The process for developing these criteria is a rigorous one. The consensus process was initiated by Professor Aldo Torsoli for the International Congress of Gastroenterology in Rome (Roma ’88). Professor Torsoli charged the committees19 to use a Delphi method20 of decision-making, which fosters a team effort to produce consistency in opinion, or consensus (although not necessarily total agreement) for difficult questions not easily tackled. In 1995, the Rome II Coordinating Committee took on the responsibility of carrying these activities further using a rigorous four year, 10-step process:

 (1) 
The Coordinating Committee identified individuals with international research and clinical expertise to chair each of the 10 committees. Each Chair was charged to develop a manuscript for this supplement and an expanded manuscript for an upcoming book.
 (2) 
Each Chair, in consultation with the Coordinating Committee, identified a Co-Chair and recruited an international panel of up to five additional members having similar clinical and investigative skills to create the manuscripts.
 (3) 
Each committee member produced a document in response to specific assignments given by the Chair and Co-Chair.
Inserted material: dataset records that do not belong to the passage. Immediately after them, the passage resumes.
use std::collections::BTreeMap;

use serde::{Deserialize, Serialize};

use super::{DedupKey, PaperRecord};

/// Deduplicated papers keyed by normalized title. First-seen wins.
#[derive(Debug, Clone, Default, PartialEq, Serialize, Deserialize)]
#[serde(transparent)]
pub struct PaperRegistry {
    papers: BTreeMap<DedupKey, PaperRecord>,
}

impl PaperRegistry {
    pub fn new() -> Self {
        Self::default()
    }

    /// Register `paper` under its own key unless that key is already taken.
    /// Returns the key when the paper was admitted.
    pub fn insert_if_absent(&mut self, paper: PaperRecord) -> Option<DedupKey> {
        let key = paper.dedup_key();
        if self.papers.contains_key(&key) {
            return None;
        }
        self.papers.insert(key.clone(), paper);
        Some(key)
    }

    pub fn contains(&self, key: &str) -> bool {
        self.papers.contains_key(key)
    }

    pub fn get(&self, key: &str) -> Option<&PaperRecord> {
        self.papers.get(key)
    }

    pub fn remove(&mut self, key: &str) -> Option<PaperRecord> {
        self.papers.remove(key)
    }

    pub fn len(&self) -> usize {
        self.papers.len()
    }

    pub fn is_empty(&self) -> bool {
        self.papers.is_empty()
    }

    pub fn keys(&self) -> impl Iterator<Item = &DedupKey> {
        self.papers.keys()
    }

    pub fn iter(&self) -> impl Iterator<Item = (&DedupKey, &PaperRecord)> {
        self.papers.iter()
    }

    /// Key set snapshot used for closure filtering.
    pub fn key_set(&self) -> std::collections::HashSet<DedupKey> {
        self.papers.keys().cloned().collect()
    }
}

impl IntoIterator for PaperRegistry {
    type Item = (DedupKey, PaperRecord);
    type IntoIter = std::collections::btree_map::IntoIter<DedupKey, PaperRecord>;

    fn into_iter(self) -> Self::IntoIter {
        self.papers.into_iter()
    }
}

/// Rebuild from entries taken out of a registry, keeping their keys as stored.
impl FromIterator<(DedupKey, PaperRecord)> for PaperRegistry {
    fn from_iter<I: IntoIterator<Item = (DedupKey, PaperRecord)>>(iter: I) -> Self {
        Self {
            papers: iter.into_iter().collect(),
        }
    }
}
Usually the task was to synthesize the literature regarding the physiological, psychological, diagnostic, and treatment aspects of a particular functional disorder or scientific content area.
 (4) 
Each Chair incorporated all documents into a manuscript that was sent to the entire committee for review.
 (5) 
This process of modification and re-review by the committee was repeated two more times over a two year period.
 (6) 
Each committee met for three days in June 1998 to revise the document, using the Delphi method.20 This face-to-face meeting led to consensus on the diagnostic criteria and scientific content.
 (7) 
Each Chair sent the revised document to at least six outside international experts and to scientists in the pharmaceutical industry for review and comment.
 (8) 
The committee Chairs responded to the reviewers’ comments either by modifying the manuscripts as requested, or providing a written response that addressed the reviewers’ concerns.
 (9) 
The revised manuscripts and the commentaries by the reviewers and authors were then sent to the Coordinating Committee who met in November 1998 and again in February 1999 to review these materials critically, and to submit critiques back to the authors.
(10)
Finally, when the document was completed, all members signed off their approval before it was returned back to the Coordinating Committee for a final check on content and style prior to submission for publication.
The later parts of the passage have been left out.